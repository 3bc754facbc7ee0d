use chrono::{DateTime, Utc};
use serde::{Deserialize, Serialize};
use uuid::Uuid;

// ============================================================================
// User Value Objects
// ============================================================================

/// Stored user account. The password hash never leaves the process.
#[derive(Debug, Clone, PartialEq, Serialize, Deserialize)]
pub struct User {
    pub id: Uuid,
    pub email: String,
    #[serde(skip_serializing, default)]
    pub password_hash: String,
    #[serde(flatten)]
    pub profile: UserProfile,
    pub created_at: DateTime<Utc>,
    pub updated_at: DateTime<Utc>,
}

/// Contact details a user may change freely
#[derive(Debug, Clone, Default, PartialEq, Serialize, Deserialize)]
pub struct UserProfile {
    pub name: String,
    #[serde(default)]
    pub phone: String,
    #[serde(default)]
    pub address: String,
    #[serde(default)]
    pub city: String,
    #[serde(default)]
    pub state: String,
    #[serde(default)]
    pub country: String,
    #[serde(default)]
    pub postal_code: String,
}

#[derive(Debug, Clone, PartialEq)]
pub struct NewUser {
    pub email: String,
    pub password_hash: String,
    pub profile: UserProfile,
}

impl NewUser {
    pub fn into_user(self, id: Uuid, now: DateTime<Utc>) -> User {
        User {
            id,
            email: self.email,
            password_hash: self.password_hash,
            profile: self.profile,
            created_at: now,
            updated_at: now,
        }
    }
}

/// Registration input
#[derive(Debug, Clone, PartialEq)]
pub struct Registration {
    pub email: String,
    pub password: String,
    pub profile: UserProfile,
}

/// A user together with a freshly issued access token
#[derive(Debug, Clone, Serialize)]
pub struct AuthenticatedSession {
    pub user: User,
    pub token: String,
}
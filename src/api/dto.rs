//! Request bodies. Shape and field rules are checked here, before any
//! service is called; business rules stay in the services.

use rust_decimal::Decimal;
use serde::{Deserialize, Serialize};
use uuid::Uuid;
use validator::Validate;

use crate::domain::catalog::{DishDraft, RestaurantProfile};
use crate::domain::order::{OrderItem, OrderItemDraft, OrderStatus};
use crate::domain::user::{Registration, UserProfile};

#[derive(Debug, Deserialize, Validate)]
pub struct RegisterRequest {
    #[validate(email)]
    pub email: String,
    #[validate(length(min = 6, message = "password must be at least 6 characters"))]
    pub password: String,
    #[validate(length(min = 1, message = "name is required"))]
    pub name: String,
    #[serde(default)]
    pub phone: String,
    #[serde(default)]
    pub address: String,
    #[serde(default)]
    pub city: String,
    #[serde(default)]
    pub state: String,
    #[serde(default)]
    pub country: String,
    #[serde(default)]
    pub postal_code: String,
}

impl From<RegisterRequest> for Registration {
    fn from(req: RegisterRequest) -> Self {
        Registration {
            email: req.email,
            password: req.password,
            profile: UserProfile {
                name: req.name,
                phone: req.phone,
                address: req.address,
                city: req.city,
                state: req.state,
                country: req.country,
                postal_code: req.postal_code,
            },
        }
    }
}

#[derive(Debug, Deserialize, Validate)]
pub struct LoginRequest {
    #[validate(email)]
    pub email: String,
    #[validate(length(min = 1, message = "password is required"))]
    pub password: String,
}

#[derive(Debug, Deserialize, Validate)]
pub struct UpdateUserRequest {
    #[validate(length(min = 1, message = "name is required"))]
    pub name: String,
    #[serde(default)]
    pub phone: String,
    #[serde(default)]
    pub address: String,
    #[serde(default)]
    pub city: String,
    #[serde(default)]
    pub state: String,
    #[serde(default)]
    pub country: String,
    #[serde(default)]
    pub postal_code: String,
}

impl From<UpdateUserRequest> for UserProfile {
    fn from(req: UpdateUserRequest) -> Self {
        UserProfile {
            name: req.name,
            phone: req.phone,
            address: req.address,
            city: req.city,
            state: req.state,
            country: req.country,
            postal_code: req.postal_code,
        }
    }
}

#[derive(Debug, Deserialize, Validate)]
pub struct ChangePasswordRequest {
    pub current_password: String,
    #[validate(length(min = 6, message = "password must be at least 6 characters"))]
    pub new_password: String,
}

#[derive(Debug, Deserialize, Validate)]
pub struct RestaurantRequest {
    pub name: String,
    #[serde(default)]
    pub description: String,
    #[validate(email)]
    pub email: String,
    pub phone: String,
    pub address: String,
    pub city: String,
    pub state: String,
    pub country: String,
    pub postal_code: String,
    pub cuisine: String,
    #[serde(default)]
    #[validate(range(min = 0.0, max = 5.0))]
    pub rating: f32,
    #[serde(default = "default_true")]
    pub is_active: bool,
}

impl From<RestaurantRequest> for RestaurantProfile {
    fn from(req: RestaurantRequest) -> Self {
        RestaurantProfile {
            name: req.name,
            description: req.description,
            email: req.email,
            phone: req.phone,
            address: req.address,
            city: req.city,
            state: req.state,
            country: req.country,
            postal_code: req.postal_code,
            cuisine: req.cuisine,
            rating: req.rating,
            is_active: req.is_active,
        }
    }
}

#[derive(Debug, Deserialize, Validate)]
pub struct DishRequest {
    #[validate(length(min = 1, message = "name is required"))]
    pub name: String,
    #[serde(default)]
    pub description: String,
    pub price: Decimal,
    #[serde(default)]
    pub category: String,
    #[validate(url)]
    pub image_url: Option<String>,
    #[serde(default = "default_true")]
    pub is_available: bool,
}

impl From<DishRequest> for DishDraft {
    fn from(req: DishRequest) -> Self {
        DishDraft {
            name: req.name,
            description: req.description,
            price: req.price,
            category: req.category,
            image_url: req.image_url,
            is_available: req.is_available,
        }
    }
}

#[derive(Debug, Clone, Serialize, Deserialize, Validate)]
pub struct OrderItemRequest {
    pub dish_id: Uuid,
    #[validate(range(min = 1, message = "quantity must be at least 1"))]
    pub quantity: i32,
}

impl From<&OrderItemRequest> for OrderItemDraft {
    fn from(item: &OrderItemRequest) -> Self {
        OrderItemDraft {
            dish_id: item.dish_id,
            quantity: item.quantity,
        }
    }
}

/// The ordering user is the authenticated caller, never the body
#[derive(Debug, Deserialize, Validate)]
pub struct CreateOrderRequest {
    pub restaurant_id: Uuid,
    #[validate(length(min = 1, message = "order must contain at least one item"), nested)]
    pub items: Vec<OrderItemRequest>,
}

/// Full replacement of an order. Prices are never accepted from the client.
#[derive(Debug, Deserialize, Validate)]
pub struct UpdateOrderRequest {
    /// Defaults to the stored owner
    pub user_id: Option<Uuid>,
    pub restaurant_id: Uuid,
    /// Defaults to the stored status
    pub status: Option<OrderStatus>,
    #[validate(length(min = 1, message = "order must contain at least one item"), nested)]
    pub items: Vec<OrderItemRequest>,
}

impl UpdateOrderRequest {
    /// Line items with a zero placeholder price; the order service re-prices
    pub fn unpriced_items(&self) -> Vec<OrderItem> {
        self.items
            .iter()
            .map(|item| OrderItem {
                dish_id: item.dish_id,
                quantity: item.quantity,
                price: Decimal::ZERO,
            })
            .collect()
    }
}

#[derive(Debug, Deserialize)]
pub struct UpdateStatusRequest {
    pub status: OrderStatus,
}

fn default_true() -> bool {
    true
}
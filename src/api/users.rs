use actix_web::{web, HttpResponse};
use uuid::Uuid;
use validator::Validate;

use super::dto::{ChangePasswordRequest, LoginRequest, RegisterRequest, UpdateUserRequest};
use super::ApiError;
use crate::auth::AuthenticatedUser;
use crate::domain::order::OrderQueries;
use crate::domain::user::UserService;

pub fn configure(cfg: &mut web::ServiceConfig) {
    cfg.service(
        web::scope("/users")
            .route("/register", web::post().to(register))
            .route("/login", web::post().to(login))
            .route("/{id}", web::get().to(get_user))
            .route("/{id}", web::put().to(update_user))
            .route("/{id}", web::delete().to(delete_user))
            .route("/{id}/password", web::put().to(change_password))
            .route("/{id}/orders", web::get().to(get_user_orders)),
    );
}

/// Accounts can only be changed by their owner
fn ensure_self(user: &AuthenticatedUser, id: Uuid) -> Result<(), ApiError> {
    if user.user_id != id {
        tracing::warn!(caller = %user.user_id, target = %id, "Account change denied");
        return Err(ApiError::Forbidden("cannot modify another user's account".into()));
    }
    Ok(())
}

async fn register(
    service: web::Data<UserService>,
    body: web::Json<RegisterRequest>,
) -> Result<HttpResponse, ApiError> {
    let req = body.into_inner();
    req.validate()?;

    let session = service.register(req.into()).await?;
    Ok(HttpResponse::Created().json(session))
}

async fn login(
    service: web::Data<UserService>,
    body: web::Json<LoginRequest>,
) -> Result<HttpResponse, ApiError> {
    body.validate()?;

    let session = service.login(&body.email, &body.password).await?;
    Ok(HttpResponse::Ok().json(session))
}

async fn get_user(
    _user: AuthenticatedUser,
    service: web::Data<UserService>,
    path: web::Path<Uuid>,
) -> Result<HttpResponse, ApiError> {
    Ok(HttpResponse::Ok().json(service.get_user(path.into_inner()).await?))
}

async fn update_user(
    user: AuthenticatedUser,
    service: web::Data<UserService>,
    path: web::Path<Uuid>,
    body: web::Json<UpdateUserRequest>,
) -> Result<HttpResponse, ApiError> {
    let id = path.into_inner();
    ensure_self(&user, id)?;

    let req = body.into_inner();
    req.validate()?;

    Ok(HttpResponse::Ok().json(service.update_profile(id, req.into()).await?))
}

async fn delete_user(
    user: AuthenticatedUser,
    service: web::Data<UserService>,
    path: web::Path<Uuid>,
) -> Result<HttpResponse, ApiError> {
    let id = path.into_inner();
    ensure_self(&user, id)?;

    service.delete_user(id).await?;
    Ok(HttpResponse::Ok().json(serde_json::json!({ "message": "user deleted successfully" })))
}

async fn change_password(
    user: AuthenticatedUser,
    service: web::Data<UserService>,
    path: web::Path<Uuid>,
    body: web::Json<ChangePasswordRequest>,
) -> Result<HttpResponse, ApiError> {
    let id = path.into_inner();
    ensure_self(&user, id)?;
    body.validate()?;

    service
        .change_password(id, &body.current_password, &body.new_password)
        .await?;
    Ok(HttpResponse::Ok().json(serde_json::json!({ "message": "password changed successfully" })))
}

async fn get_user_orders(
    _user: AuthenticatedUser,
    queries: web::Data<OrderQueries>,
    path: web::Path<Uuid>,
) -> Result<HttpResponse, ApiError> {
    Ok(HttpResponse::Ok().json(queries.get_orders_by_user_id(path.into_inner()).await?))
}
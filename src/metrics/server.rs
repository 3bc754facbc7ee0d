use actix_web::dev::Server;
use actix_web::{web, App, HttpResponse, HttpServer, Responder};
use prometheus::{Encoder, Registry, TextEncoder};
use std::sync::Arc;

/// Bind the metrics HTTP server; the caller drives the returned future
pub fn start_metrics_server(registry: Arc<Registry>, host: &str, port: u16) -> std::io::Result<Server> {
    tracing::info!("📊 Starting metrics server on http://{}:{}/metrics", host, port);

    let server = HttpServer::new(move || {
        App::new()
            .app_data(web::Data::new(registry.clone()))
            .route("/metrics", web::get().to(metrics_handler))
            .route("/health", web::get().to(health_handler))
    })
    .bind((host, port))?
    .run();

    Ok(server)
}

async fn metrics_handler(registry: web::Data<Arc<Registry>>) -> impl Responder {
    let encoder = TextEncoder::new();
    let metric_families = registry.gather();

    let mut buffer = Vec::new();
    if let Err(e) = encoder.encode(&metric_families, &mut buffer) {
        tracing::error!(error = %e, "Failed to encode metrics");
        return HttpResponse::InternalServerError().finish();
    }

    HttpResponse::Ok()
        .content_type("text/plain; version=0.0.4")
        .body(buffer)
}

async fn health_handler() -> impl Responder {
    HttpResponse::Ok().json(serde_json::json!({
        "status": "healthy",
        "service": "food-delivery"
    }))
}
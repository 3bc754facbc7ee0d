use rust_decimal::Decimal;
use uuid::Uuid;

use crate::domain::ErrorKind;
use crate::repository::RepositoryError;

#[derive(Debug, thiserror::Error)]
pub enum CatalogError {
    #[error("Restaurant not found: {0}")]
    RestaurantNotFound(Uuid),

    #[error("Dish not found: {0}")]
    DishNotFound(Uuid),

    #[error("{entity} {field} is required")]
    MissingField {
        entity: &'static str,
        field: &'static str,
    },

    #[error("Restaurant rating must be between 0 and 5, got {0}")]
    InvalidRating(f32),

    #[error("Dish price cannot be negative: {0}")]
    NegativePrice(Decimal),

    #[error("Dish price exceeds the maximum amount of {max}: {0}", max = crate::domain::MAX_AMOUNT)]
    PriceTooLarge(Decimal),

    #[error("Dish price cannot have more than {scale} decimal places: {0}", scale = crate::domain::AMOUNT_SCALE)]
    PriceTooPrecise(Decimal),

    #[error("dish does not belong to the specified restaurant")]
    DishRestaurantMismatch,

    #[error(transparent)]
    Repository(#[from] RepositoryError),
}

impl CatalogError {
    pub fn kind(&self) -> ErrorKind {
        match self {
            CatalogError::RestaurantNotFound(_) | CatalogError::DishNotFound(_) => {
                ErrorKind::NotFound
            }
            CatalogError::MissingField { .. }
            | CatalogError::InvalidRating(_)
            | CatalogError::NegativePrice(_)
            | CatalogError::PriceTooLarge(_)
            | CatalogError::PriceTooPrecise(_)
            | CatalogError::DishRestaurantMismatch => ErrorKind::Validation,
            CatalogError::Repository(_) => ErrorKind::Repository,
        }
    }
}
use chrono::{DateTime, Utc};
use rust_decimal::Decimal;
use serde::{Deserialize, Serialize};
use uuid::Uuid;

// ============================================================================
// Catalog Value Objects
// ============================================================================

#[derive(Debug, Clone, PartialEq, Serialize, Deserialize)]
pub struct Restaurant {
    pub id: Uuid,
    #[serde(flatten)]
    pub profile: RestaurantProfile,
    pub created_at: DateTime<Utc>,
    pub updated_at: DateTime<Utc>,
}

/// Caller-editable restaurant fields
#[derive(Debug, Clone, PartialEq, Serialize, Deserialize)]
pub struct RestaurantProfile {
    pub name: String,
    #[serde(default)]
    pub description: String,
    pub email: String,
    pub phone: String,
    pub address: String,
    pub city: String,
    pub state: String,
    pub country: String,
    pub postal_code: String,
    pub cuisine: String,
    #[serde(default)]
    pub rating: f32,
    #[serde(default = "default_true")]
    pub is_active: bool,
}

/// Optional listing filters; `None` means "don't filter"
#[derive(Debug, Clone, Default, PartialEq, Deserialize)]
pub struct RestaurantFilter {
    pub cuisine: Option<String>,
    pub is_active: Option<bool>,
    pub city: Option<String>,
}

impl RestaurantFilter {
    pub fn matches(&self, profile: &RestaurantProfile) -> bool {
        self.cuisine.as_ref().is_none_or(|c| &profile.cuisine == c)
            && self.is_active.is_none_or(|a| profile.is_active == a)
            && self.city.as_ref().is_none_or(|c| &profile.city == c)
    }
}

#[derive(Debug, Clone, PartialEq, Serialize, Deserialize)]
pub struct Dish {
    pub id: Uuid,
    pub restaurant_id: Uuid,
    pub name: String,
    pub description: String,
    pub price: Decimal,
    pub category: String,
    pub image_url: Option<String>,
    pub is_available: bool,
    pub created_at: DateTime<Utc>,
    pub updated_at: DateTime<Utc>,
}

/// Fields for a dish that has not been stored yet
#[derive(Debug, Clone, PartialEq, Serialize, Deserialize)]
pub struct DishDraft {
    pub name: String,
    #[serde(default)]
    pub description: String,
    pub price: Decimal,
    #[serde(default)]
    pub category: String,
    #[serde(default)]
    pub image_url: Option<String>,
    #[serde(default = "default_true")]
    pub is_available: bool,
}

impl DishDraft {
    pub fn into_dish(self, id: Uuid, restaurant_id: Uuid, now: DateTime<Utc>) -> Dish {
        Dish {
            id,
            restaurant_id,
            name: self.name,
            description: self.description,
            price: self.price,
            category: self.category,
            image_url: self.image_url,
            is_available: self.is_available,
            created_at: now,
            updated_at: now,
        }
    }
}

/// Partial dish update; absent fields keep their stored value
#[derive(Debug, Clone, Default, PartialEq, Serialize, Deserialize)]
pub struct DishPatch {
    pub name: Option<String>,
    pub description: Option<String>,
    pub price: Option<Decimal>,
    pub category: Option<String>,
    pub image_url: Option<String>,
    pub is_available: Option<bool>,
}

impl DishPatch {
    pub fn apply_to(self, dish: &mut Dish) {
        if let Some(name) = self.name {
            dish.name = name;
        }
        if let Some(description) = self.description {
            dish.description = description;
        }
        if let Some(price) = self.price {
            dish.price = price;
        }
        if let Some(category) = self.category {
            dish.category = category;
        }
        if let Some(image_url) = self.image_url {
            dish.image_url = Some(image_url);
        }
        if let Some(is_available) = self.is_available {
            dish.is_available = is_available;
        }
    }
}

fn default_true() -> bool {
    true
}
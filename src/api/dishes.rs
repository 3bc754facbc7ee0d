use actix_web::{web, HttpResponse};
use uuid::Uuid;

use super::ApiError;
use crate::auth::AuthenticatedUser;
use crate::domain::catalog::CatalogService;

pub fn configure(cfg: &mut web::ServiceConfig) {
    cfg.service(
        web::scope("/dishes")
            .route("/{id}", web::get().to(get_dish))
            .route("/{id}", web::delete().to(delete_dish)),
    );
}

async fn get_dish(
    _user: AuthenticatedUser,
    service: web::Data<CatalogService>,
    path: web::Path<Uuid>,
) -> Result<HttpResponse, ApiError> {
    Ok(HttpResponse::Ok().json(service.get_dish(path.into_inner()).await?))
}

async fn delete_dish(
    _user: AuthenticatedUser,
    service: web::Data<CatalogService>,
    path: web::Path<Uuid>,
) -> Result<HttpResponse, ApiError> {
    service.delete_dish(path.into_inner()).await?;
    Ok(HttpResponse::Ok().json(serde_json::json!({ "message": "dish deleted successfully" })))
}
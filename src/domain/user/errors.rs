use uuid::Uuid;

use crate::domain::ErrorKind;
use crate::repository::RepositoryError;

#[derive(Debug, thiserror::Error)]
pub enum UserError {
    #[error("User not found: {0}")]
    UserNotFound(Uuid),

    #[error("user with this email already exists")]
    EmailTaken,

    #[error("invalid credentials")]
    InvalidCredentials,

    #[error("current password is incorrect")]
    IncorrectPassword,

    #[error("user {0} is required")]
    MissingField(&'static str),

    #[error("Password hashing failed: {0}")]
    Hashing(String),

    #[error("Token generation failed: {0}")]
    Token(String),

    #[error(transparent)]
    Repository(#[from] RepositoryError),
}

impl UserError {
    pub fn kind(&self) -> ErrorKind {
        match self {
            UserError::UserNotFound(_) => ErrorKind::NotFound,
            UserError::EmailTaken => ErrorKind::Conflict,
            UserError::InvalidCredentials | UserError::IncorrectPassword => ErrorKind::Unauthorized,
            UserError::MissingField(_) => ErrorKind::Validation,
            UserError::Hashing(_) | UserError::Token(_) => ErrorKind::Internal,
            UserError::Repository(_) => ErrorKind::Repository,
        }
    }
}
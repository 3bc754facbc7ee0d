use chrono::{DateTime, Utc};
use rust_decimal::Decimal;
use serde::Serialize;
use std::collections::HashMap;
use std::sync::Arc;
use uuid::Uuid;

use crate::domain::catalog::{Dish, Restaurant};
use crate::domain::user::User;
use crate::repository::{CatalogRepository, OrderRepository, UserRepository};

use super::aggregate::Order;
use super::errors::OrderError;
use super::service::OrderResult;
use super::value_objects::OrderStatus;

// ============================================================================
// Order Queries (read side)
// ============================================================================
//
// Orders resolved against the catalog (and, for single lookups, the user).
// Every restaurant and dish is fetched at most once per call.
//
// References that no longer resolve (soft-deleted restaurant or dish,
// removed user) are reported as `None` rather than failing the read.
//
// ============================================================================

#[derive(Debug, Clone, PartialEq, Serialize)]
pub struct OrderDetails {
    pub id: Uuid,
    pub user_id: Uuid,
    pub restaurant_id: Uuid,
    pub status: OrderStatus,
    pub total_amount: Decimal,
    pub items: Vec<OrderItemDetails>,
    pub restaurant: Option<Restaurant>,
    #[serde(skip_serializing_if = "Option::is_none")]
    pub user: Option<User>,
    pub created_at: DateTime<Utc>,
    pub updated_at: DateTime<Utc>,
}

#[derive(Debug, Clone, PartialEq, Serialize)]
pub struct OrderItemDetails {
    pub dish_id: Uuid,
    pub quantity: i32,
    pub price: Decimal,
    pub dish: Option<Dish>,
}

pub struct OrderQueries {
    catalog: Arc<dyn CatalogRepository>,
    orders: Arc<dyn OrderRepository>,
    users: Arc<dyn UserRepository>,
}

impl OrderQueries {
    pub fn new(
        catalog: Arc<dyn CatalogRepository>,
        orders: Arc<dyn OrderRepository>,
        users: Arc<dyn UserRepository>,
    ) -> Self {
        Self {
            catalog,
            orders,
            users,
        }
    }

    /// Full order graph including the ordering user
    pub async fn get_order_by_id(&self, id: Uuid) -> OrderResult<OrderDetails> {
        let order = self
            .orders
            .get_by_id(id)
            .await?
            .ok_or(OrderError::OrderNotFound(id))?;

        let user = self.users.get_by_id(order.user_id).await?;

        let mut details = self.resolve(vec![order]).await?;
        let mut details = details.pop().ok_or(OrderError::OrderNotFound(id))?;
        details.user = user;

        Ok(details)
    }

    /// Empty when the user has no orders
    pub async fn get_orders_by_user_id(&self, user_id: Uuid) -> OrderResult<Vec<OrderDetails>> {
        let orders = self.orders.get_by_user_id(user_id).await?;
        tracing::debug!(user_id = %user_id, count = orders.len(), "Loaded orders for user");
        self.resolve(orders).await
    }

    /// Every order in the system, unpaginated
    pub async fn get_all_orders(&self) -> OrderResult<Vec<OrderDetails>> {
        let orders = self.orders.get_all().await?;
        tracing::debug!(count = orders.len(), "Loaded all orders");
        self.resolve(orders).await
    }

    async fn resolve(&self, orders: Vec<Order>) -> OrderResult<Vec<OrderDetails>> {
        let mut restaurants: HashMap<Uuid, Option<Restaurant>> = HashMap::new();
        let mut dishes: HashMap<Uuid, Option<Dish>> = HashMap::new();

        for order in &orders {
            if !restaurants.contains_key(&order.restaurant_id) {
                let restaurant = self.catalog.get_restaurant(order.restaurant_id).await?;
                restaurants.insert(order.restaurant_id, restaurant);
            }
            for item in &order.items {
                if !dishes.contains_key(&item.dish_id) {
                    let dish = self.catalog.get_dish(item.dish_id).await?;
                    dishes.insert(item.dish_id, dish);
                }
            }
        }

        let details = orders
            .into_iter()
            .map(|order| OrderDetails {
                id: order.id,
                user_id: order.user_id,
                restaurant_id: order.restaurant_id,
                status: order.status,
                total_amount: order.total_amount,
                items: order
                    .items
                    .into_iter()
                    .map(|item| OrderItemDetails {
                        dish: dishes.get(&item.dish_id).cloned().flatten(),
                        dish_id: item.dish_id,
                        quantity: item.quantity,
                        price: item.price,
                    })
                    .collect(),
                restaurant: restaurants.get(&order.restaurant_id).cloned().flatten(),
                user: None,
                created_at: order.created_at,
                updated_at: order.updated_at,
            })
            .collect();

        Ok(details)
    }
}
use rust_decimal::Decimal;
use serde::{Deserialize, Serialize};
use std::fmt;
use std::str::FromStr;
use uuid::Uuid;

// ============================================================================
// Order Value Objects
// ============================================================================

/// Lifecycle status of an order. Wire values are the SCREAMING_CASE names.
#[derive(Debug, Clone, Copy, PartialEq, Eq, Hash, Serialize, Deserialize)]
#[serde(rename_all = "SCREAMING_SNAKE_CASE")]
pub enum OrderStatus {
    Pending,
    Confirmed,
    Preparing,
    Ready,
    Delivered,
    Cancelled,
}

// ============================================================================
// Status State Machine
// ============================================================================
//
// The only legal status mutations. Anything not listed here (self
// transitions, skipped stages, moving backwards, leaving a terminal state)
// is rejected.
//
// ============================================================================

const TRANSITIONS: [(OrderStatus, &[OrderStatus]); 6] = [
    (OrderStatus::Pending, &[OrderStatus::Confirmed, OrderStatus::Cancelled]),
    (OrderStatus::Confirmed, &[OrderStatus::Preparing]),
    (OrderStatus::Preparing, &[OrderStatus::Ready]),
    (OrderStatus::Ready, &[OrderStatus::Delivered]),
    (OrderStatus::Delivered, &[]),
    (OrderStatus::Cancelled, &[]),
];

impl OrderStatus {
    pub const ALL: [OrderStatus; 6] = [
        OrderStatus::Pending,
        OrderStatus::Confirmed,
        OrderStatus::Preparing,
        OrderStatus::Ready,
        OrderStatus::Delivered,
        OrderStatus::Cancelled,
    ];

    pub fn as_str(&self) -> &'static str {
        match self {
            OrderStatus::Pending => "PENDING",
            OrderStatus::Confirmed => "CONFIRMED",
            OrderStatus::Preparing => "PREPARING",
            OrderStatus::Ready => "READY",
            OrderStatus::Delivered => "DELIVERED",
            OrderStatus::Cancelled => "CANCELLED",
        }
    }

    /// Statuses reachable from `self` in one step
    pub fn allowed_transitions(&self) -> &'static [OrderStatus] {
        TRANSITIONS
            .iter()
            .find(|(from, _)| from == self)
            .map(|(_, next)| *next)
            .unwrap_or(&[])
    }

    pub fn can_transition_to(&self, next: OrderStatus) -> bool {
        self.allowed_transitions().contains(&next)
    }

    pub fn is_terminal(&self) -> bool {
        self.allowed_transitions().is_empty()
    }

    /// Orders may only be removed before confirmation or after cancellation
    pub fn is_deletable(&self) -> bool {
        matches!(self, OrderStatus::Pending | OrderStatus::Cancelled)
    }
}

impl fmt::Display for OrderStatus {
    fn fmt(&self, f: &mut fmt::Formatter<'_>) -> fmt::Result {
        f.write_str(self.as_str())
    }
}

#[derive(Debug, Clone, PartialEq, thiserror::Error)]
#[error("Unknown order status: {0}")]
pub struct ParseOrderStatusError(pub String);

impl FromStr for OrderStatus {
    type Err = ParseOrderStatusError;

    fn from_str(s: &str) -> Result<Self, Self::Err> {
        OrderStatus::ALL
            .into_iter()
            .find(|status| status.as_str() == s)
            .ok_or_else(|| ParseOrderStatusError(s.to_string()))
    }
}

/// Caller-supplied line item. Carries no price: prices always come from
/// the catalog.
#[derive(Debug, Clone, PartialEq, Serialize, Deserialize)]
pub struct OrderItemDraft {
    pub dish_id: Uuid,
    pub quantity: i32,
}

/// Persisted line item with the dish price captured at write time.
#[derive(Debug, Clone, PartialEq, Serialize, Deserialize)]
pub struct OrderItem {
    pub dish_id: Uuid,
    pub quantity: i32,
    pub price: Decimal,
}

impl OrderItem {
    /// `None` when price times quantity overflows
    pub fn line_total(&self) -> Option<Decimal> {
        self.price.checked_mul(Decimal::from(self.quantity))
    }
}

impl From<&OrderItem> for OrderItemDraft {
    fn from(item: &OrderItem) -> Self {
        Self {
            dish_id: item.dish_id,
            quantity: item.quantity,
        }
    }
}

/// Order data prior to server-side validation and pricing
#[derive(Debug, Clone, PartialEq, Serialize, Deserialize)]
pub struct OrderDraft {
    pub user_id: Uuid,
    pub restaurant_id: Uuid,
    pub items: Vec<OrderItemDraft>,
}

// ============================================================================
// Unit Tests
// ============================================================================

────────────────────

## YOUR OBJECTIVE
Task for the records above: copy every line in which the word "DishRestaurantMismatch" occurs.

## RESULT OF THE TASK
    DishRestaurantMismatch,
            | CatalogError::DishRestaurantMismatch => ErrorKind::Validation,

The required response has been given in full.